Seit 1979 nutzt Barca das Gebäude als Nachwuchszentrum und hat dort die 60 größten Talente des Vereins unter einem Dach vereint.

Cruyff: Barcas Ansatz ist anders

La Masia allerdings ist keines dieser hochmodernen High-Tech-Leistungszentren. Neben den Schlafräumen gibt es auf 600 Quadratmetern nur Küche, Esssaal, Aufenthaltsraum, Bibliothek sowie mehrere Badezimmer und Umkleideräume. Auf Schnickschnack wird verzichtet. In La Masia geht es in erster Linie um Fußball. Um Barcas Fußball.

"Der Ansatz ist anders als der von fast allen anderen Klubs", sagt Jordi Cruyff, Sohn des legendären Johan Cruyff und selbst La-Masia-Schüler. "Es interessiert hier nicht, wie kräftig ein Junge ist, wie lange er rennen kann. Es interessiert nur: Was kann er mit dem Ball."

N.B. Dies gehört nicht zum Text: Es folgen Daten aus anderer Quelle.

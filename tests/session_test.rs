mod common;

use chrono::{Duration, Utc};
use serde_json::json;
use tempfile::tempdir;
use tokio_util::sync::CancellationToken;

use common::{
    CLIENT_ID, ScriptedTransport, logged_in_session, test_config, token_response, write_credentials,
};
use tidlcli::{
    AuthError, Error,
    management::CredentialStore,
    tidal::{Method, Request, Session, SessionState},
    types::LoginCode,
    utils,
};

#[tokio::test]
async fn test_fresh_token_needs_no_network() {
    let dir = tempdir().unwrap();
    let transport = ScriptedTransport::new();
    let mut session = logged_in_session(dir.path(), transport.clone()).await;
    let before = session.token().cloned();

    session.ensure_fresh().await.unwrap();
    session.ensure_fresh().await.unwrap();

    assert_eq!(transport.calls(), 0);
    assert_eq!(session.token().cloned(), before);
    assert_eq!(session.state(), SessionState::Authenticated);
}

#[tokio::test]
async fn test_expired_token_is_refreshed_and_persisted() {
    let dir = tempdir().unwrap();
    let config = test_config(dir.path());
    let path = config.persistent_file.clone();
    write_credentials(&path, "stale", utils::now_timestamp() - 10);

    let transport = ScriptedTransport::new();
    transport.push(200, token_response("access-2", "refresh-2", 3600));

    let mut session = Session::restore(config, transport.clone()).await.unwrap();
    assert_eq!(session.state(), SessionState::Expired);

    session.ensure_fresh().await.unwrap();

    let request = transport.last_request();
    assert_eq!(request.method, Method::Post);
    assert_eq!(request.url, "https://auth.test/v1/oauth2/token");
    assert_eq!(request.form_value("grant_type"), Some("refresh_token"));
    assert_eq!(request.form_value("refresh_token"), Some("refresh-1"));
    assert_eq!(
        request.basic_auth,
        Some((CLIENT_ID.to_string(), common::CLIENT_SECRET.to_string()))
    );

    assert_eq!(session.state(), SessionState::Authenticated);
    let token = session.token().cloned().unwrap();
    assert_eq!(token.access_token, "access-2");
    assert_eq!(token.refresh_token, "refresh-2");
    assert!(token.expires_at > utils::now_timestamp() + 3000);
    assert_eq!(session.country_code(), "DE");

    let reloaded = CredentialStore::load_persisted(&path, CLIENT_ID.to_string(), String::new())
        .await
        .unwrap();
    assert_eq!(reloaded.token(), Some(&token));
}

#[tokio::test]
async fn test_refresh_within_margin() {
    let dir = tempdir().unwrap();
    let transport = ScriptedTransport::new();
    let mut session = logged_in_session(dir.path(), transport.clone()).await;
    transport.push(200, token_response("access-2", "refresh-2", 3600));

    // Still valid now, but 3590 seconds from now it is inside the 60 s margin.
    let later = Utc::now() + Duration::seconds(3590);
    session.ensure_fresh_at(later).await.unwrap();

    assert_eq!(transport.calls(), 1);
    assert_eq!(session.token().unwrap().access_token, "access-2");
}

#[tokio::test]
async fn test_refresh_keeps_refresh_token_when_not_rotated() {
    let dir = tempdir().unwrap();
    let transport = ScriptedTransport::new();
    let mut session = logged_in_session(dir.path(), transport.clone()).await;
    transport.push(200, json!({ "access_token": "access-2", "expires_in": 600 }));

    session.refresh_token().await.unwrap();

    assert_eq!(session.token().unwrap().refresh_token, "refresh-1");
}

#[tokio::test]
async fn test_failed_refresh_fails_the_call() {
    let dir = tempdir().unwrap();
    let config = test_config(dir.path());
    write_credentials(&config.persistent_file, "stale", utils::now_timestamp() - 10);

    let transport = ScriptedTransport::new();
    transport.push(
        400,
        json!({ "error": "invalid_grant", "error_description": "refresh token revoked" }),
    );

    let mut session = Session::restore(config, transport.clone()).await.unwrap();
    let result = session.execute(Request::get("https://api.test/v1/tracks/1")).await;

    match result {
        Err(Error::Auth(AuthError::Rejected(message))) => {
            assert!(message.contains("refresh token revoked"), "{}", message)
        }
        other => panic!("expected a rejected refresh, got {:?}", other),
    }
    // Only the refresh exchange went out, never the request with the stale token.
    assert_eq!(transport.calls(), 1);
    assert_eq!(session.token().unwrap().access_token, "stale");
}

#[tokio::test]
async fn test_transport_failure_during_refresh_is_an_auth_error() {
    let dir = tempdir().unwrap();
    let config = test_config(dir.path());
    write_credentials(&config.persistent_file, "stale", utils::now_timestamp() - 10);

    let transport = ScriptedTransport::new();
    transport.push_error(Error::Transport("connection reset".to_string()));

    let mut session = Session::restore(config, transport).await.unwrap();
    let result = session.ensure_fresh().await;

    assert!(
        matches!(result, Err(Error::Auth(AuthError::Rejected(ref m))) if m.starts_with("refresh failed")),
        "{:?}",
        result
    );
}

#[tokio::test]
async fn test_execute_attaches_bearer_token() {
    let dir = tempdir().unwrap();
    let transport = ScriptedTransport::new();
    let mut session = logged_in_session(dir.path(), transport.clone()).await;
    transport.push(200, json!({}));

    let response = session
        .execute(Request::get("https://api.test/v1/tracks/1"))
        .await
        .unwrap();

    assert_eq!(response.status, 200);
    let request = transport.last_request();
    assert_eq!(request.header_value("authorization"), Some("Bearer access-1"));
    assert_eq!(request.header_value("x-tidal-token"), None);
}

#[tokio::test]
async fn test_demo_session_sends_client_id() {
    let dir = tempdir().unwrap();
    let transport = ScriptedTransport::new();
    let mut session = Session::demo(test_config(dir.path()), transport.clone());
    transport.push(200, json!({}));

    session.ensure_fresh().await.unwrap();
    session
        .execute(Request::get("https://api.test/v1/albums/1"))
        .await
        .unwrap();

    let request = transport.last_request();
    assert_eq!(request.header_value("x-tidal-token"), Some(CLIENT_ID));
    assert_eq!(request.header_value("authorization"), None);
    assert!(session.is_demo());
    assert!(matches!(
        session.user_id(),
        Err(Error::Auth(AuthError::NotAuthenticated))
    ));
}

#[tokio::test]
async fn test_unauthenticated_session_refuses_requests() {
    let dir = tempdir().unwrap();
    let transport = ScriptedTransport::new();
    let mut session = Session::new(test_config(dir.path()), transport.clone());

    let result = session.execute(Request::get("https://api.test/v1/albums/1")).await;

    assert!(matches!(result, Err(Error::Auth(AuthError::NotAuthenticated))));
    assert_eq!(transport.calls(), 0);
}

#[tokio::test]
async fn test_restore_without_file_fails() {
    let dir = tempdir().unwrap();
    let result = Session::restore(test_config(dir.path()), ScriptedTransport::new()).await;
    assert!(matches!(result, Err(Error::Persistence(_))));
}

#[tokio::test]
async fn test_create_token_installs_grant() {
    let dir = tempdir().unwrap();
    let config = test_config(dir.path());
    let path = config.persistent_file.clone();
    let transport = ScriptedTransport::new();
    let mut session = Session::new(config, transport.clone());
    transport.push(200, token_response("access-1", "refresh-1", 86400));

    let token = session.create_token("device-1").await.unwrap();

    assert_eq!(token.access_token, "access-1");
    assert_eq!(session.state(), SessionState::Authenticated);
    assert_eq!(session.user_id().unwrap(), 42);

    let request = transport.last_request();
    assert_eq!(request.form_value("device_code"), Some("device-1"));
    assert_eq!(
        request.form_value("grant_type"),
        Some("urn:ietf:params:oauth:grant-type:device_code")
    );
    assert!(path.is_file());
}

#[tokio::test]
async fn test_create_token_pending_and_denied() {
    let dir = tempdir().unwrap();
    let transport = ScriptedTransport::new();
    let mut session = Session::new(test_config(dir.path()), transport.clone());

    transport.push(400, json!({ "error": "authorization_pending" }));
    assert!(matches!(
        session.create_token("device-1").await,
        Err(Error::Auth(AuthError::Pending))
    ));

    transport.push(400, json!({ "error": "access_denied" }));
    assert!(matches!(
        session.create_token("device-1").await,
        Err(Error::Auth(AuthError::Denied))
    ));
    assert_eq!(session.state(), SessionState::Unauthenticated);

    transport.push(400, json!({ "error": "expired_token" }));
    assert!(matches!(
        session.create_token("device-1").await,
        Err(Error::Auth(AuthError::Expired))
    ));
}

#[tokio::test]
async fn test_create_login_code() {
    let dir = tempdir().unwrap();
    let transport = ScriptedTransport::new();
    let session = Session::new(test_config(dir.path()), transport.clone());
    transport.push(
        200,
        json!({
            "deviceCode": "device-1",
            "userCode": "ABCDE",
            "verificationUri": "link.tidal.com",
            "verificationUriComplete": "link.tidal.com/ABCDE",
            "expiresIn": 300,
            "interval": 2,
        }),
    );

    let code = session.create_login_code().await.unwrap();

    assert_eq!(code.device_code, "device-1");
    assert_eq!(code.link(), "https://link.tidal.com/ABCDE");
    assert_eq!(session.state(), SessionState::Unauthenticated);
    let request = transport.last_request();
    assert_eq!(request.url, "https://auth.test/v1/oauth2/device_authorization");
    assert_eq!(request.form_value("client_id"), Some(CLIENT_ID));
}

#[tokio::test]
async fn test_logout_is_terminal() {
    let dir = tempdir().unwrap();
    let transport = ScriptedTransport::new();
    let mut session = logged_in_session(dir.path(), transport.clone()).await;
    transport.push_raw(204, "");

    session.logout().await.unwrap();

    let request = transport.last_request();
    assert_eq!(request.url, "https://api.test/v1/logout");
    assert_eq!(request.header_value("authorization"), Some("Bearer access-1"));

    assert_eq!(session.state(), SessionState::LoggedOut);
    assert!(session.token().is_none());
    assert!(matches!(
        session.ensure_fresh().await,
        Err(Error::Auth(AuthError::LoggedOut))
    ));
    assert!(matches!(
        session.create_login_code().await,
        Err(Error::Auth(AuthError::LoggedOut))
    ));
}

#[tokio::test]
async fn test_shutdown_clears_without_network() {
    let dir = tempdir().unwrap();
    let transport = ScriptedTransport::new();
    let mut session = logged_in_session(dir.path(), transport.clone()).await;

    session.shutdown();

    assert_eq!(transport.calls(), 0);
    assert_eq!(session.state(), SessionState::LoggedOut);
    assert!(session.credentials().token.is_none());
}

#[tokio::test]
async fn test_cancelled_request_never_reaches_transport() {
    let dir = tempdir().unwrap();
    let transport = ScriptedTransport::new();
    let mut session = logged_in_session(dir.path(), transport.clone()).await;

    let cancel = CancellationToken::new();
    cancel.cancel();
    let result = session
        .execute_cancellable(Request::get("https://api.test/v1/tracks/1"), &cancel)
        .await;

    assert!(matches!(result, Err(Error::Cancelled)));
    assert_eq!(transport.calls(), 0);
}

#[tokio::test]
async fn test_logout_refreshes_an_expired_token_first() {
    let dir = tempdir().unwrap();
    let config = test_config(dir.path());
    write_credentials(&config.persistent_file, "stale", utils::now_timestamp() - 10);

    let transport = ScriptedTransport::new();
    transport.push(200, token_response("access-2", "refresh-2", 3600));
    transport.push_raw(204, "");

    let mut session = Session::restore(config, transport.clone()).await.unwrap();
    session.logout().await.unwrap();

    let requests = transport.requests();
    assert_eq!(requests.len(), 2);
    assert_eq!(requests[0].url, "https://auth.test/v1/oauth2/token");
    assert_eq!(requests[0].form_value("grant_type"), Some("refresh_token"));
    assert_eq!(requests[1].url, "https://api.test/v1/logout");
    assert_eq!(requests[1].header_value("authorization"), Some("Bearer access-2"));
    assert_eq!(session.state(), SessionState::LoggedOut);
}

Kein Kraft- und Lauftraining

Und dafür wird trainiert. Immer mit der Kugel. "Bis die Spieler 16 sind, gehen sie bei uns kein einziges Mal in den Kraftraum. Sie machen keinen Dauerlauf, kein Zirkeltraining", sagt Benaiges. Am Ball verbessern sie alles: Schnelligkeit, Kraft, Ausdauer - sie merken es nur nicht, weil sie immer an den Ball denken." Oder wie Cruyff es ausdrückt: "Barca lehrt, nicht kräftig, sondern intelligent zu sein."

Kein Zufall also, dass "Winzlinge" wie Iniesta, Xavi und Messi ihre Gegner regelmäßig an der Nase herumführen. Mal mit einer Körpertäuschung, mal mit einer schnellen Drehung, mal mit einem simplen Doppelpass.

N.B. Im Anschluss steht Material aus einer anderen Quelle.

#![allow(dead_code)]

use std::{
    collections::VecDeque,
    path::Path,
    sync::{Arc, Mutex},
};

use async_trait::async_trait;
use serde_json::{Value, json};
use tidlcli::{
    Error, Result,
    tidal::{RawResponse, Request, Session, SessionConfig, Transport},
    utils,
};

pub const CLIENT_ID: &str = "client-id";
pub const CLIENT_SECRET: &str = "client-secret";

/// In-memory transport replaying canned responses in order and recording
/// every request it was handed.
#[derive(Default)]
pub struct ScriptedTransport {
    responses: Mutex<VecDeque<Result<RawResponse>>>,
    requests: Mutex<Vec<Request>>,
}

impl ScriptedTransport {
    pub fn new() -> Arc<Self> {
        Arc::new(Self::default())
    }

    pub fn push(&self, status: u16, body: Value) {
        self.push_response(RawResponse::new(status, body.to_string()));
    }

    pub fn push_raw(&self, status: u16, body: &str) {
        self.push_response(RawResponse::new(status, body));
    }

    pub fn push_response(&self, response: RawResponse) {
        self.responses.lock().unwrap().push_back(Ok(response));
    }

    pub fn push_error(&self, error: Error) {
        self.responses.lock().unwrap().push_back(Err(error));
    }

    pub fn calls(&self) -> usize {
        self.requests.lock().unwrap().len()
    }

    pub fn requests(&self) -> Vec<Request> {
        self.requests.lock().unwrap().clone()
    }

    pub fn last_request(&self) -> Request {
        self.requests.lock().unwrap().last().cloned().expect("no request sent")
    }
}

#[async_trait]
impl Transport for ScriptedTransport {
    async fn perform(&self, request: Request) -> Result<RawResponse> {
        self.requests.lock().unwrap().push(request);
        self.responses
            .lock()
            .unwrap()
            .pop_front()
            .unwrap_or_else(|| Err(Error::Transport("no scripted response left".to_string())))
    }
}

pub fn test_config(dir: &Path) -> SessionConfig {
    let mut config = SessionConfig::new(CLIENT_ID, CLIENT_SECRET);
    config.api_url = "https://api.test/v1".to_string();
    config.auth_url = "https://auth.test/v1/oauth2".to_string();
    config.persistent_file = dir.join("persistent.json");
    config
}

/// Writes a credential file whose token expires at `expires_at`.
pub fn write_credentials(path: &Path, access_token: &str, expires_at: i64) {
    let document = json!({
        "user_id": 42,
        "country_code": "US",
        "audio_quality": "HIGH",
        "video_quality": "HIGH",
        "access_token": access_token,
        "refresh_token": "refresh-1",
        "expires_at": expires_at,
    });
    std::fs::write(path, document.to_string()).unwrap();
}

/// A restored session whose token is valid for another hour.
pub async fn logged_in_session(dir: &Path, transport: Arc<ScriptedTransport>) -> Session {
    let config = test_config(dir);
    write_credentials(&config.persistent_file, "access-1", utils::now_timestamp() + 3600);
    Session::restore(config, transport).await.unwrap()
}

pub fn token_response(access_token: &str, refresh_token: &str, expires_in: i64) -> Value {
    json!({
        "access_token": access_token,
        "refresh_token": refresh_token,
        "token_type": "Bearer",
        "expires_in": expires_in,
        "user": { "userId": 42, "countryCode": "DE" },
    })
}

pub fn track_json(id: u64) -> Value {
    json!({
        "id": id,
        "title": format!("Track {}", id),
        "duration": 215,
        "trackNumber": id,
        "artists": [
            { "id": 1, "name": "First Artist" },
            { "id": 2, "name": "Second Artist" },
        ],
        "album": { "id": 900, "title": "Some Album", "cover": "ab-cd" },
    })
}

Spielübungen auf engstem Raum

"Leute, die aus La Masia kommen, sind unersetzlich, denn sie lernen von klein auf, offensiv zu spielen und wie wichtig Ballbesitz und Kurzpassspiel sind", sagt Xavi, der diese Leitlinie in Perfektion umsetzt und zelebriert.

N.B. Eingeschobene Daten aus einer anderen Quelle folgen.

use std::path::{Path, PathBuf};

use serde::{Deserialize, Serialize};
use tracing::{debug, warn};

use crate::{
    error::{Error, Result},
    types::{AudioQuality, Token, VideoQuality},
};

/// Session credentials. Only one instance is active per [`Session`](crate::tidal::Session).
#[derive(Debug, Clone, PartialEq, Eq)]
pub struct Credentials {
    pub client_id: String,
    pub client_secret: String,
    pub token: Option<Token>,
    pub user_id: Option<u64>,
    pub country_code: String,
    pub audio_quality: AudioQuality,
    pub video_quality: VideoQuality,
}

impl Credentials {
    pub fn new(client_id: String, client_secret: String) -> Self {
        Credentials {
            client_id,
            client_secret,
            token: None,
            user_id: None,
            country_code: "US".to_string(),
            audio_quality: AudioQuality::default(),
            video_quality: VideoQuality::default(),
        }
    }
}

/// On-disk layout of the credential file.
///
/// The client id and secret are process configuration and never written.
/// `expires_at` is an absolute UNIX timestamp in seconds.
#[derive(Debug, Clone, Serialize, Deserialize)]
struct PersistedCredentials {
    user_id: Option<u64>,
    country_code: String,
    audio_quality: AudioQuality,
    video_quality: VideoQuality,
    access_token: String,
    refresh_token: String,
    expires_at: i64,
}

pub struct CredentialStore {
    credentials: Credentials,
    path: PathBuf,
}

impl CredentialStore {
    pub fn new(credentials: Credentials, path: PathBuf) -> Self {
        CredentialStore { credentials, path }
    }

    /// Reads the credential file at `path`.
    ///
    /// A missing or corrupt file is a [`Error::Persistence`]; callers fall
    /// back to a fresh login.
    pub async fn load_persisted(path: &Path, client_id: String, client_secret: String) -> Result<Self> {
        let content = async_fs::read_to_string(path).await.map_err(|e| {
            warn!(path = %path.display(), error = %e, "cannot read credential file");
            Error::Persistence(format!("{}: {}", path.display(), e))
        })?;

        let persisted: PersistedCredentials = serde_json::from_str(&content).map_err(|e| {
            warn!(path = %path.display(), error = %e, "corrupt credential file");
            Error::Persistence(format!("{}: {}", path.display(), e))
        })?;

        debug!(path = %path.display(), "loaded credentials");

        Ok(CredentialStore {
            credentials: Credentials {
                client_id,
                client_secret,
                token: Some(Token {
                    access_token: persisted.access_token,
                    refresh_token: persisted.refresh_token,
                    expires_at: persisted.expires_at,
                }),
                user_id: persisted.user_id,
                country_code: persisted.country_code,
                audio_quality: persisted.audio_quality,
                video_quality: persisted.video_quality,
            },
            path: path.to_path_buf(),
        })
    }

    /// Writes the credentials to the store's path, creating parent directories.
    pub async fn save_persisted(&self) -> Result<()> {
        let token = self
            .credentials
            .token
            .as_ref()
            .ok_or_else(|| Error::Persistence("no token to persist".to_string()))?;

        let persisted = PersistedCredentials {
            user_id: self.credentials.user_id,
            country_code: self.credentials.country_code.clone(),
            audio_quality: self.credentials.audio_quality,
            video_quality: self.credentials.video_quality,
            access_token: token.access_token.clone(),
            refresh_token: token.refresh_token.clone(),
            expires_at: token.expires_at,
        };

        if let Some(parent) = self.path.parent() {
            if !parent.as_os_str().is_empty() {
                async_fs::create_dir_all(parent)
                    .await
                    .map_err(|e| Error::Persistence(e.to_string()))?;
            }
        }

        let json = serde_json::to_string_pretty(&persisted)
            .map_err(|e| Error::Persistence(e.to_string()))?;
        async_fs::write(&self.path, json)
            .await
            .map_err(|e| Error::Persistence(format!("{}: {}", self.path.display(), e)))?;

        debug!(path = %self.path.display(), "saved credentials");
        Ok(())
    }

    /// Replaces the token wholesale. Never mutates the old one in place.
    pub fn replace_token(&mut self, token: Token) {
        self.credentials.token = Some(token);
    }

    /// Forgets the token and the user binding.
    pub fn clear(&mut self) {
        self.credentials.token = None;
        self.credentials.user_id = None;
    }

    pub fn token(&self) -> Option<&Token> {
        self.credentials.token.as_ref()
    }

    pub fn credentials(&self) -> &Credentials {
        &self.credentials
    }

    pub fn credentials_mut(&mut self) -> &mut Credentials {
        &mut self.credentials
    }

    pub fn path(&self) -> &Path {
        &self.path
    }
}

Kaum einer führt den Ball so eng wie der 29-Jährige, kaum einer passt so präzise wie Xavi. Weil er es in La Masia so gelernt hat.

Immer wieder mussten sich Xavi und seine Kollegen damals - wie Barcas Talente auch heute noch - in Spielübungen auf engstem Raum behaupten, im direkten Passspiel Lösungen finden, blitzschnell die Positionen wechseln und ständig zwischen Abwehr und Angriff umschalten.

Über 30 Talente aus La Masia

Das Barca von heute, Pep Guardiolas Barca, beherrscht das alles nahezu perfekt. Der Chefcoach der Blaugrana kam 1984 mit 13 Jahren selbst nach La Masia, durchlief alle Jugendmannschaften Barcas und schaffte schließlich den Sprung in die erste Mannschaft.

Mittlerweile haben schon über 30 Talente aus La Masia für die Katalanen in der Primera Division gespielt.

Nicht aus jedem wurde freilich ein Star a la Messi, Xavi oder Iniesta. Doch eines, sagt Guardiola, haben alle gemeinsam: "Jeder Spieler, der La Masia absolviert hat, unterscheidet sich vom Rest: Er hat den Barca-Stempel."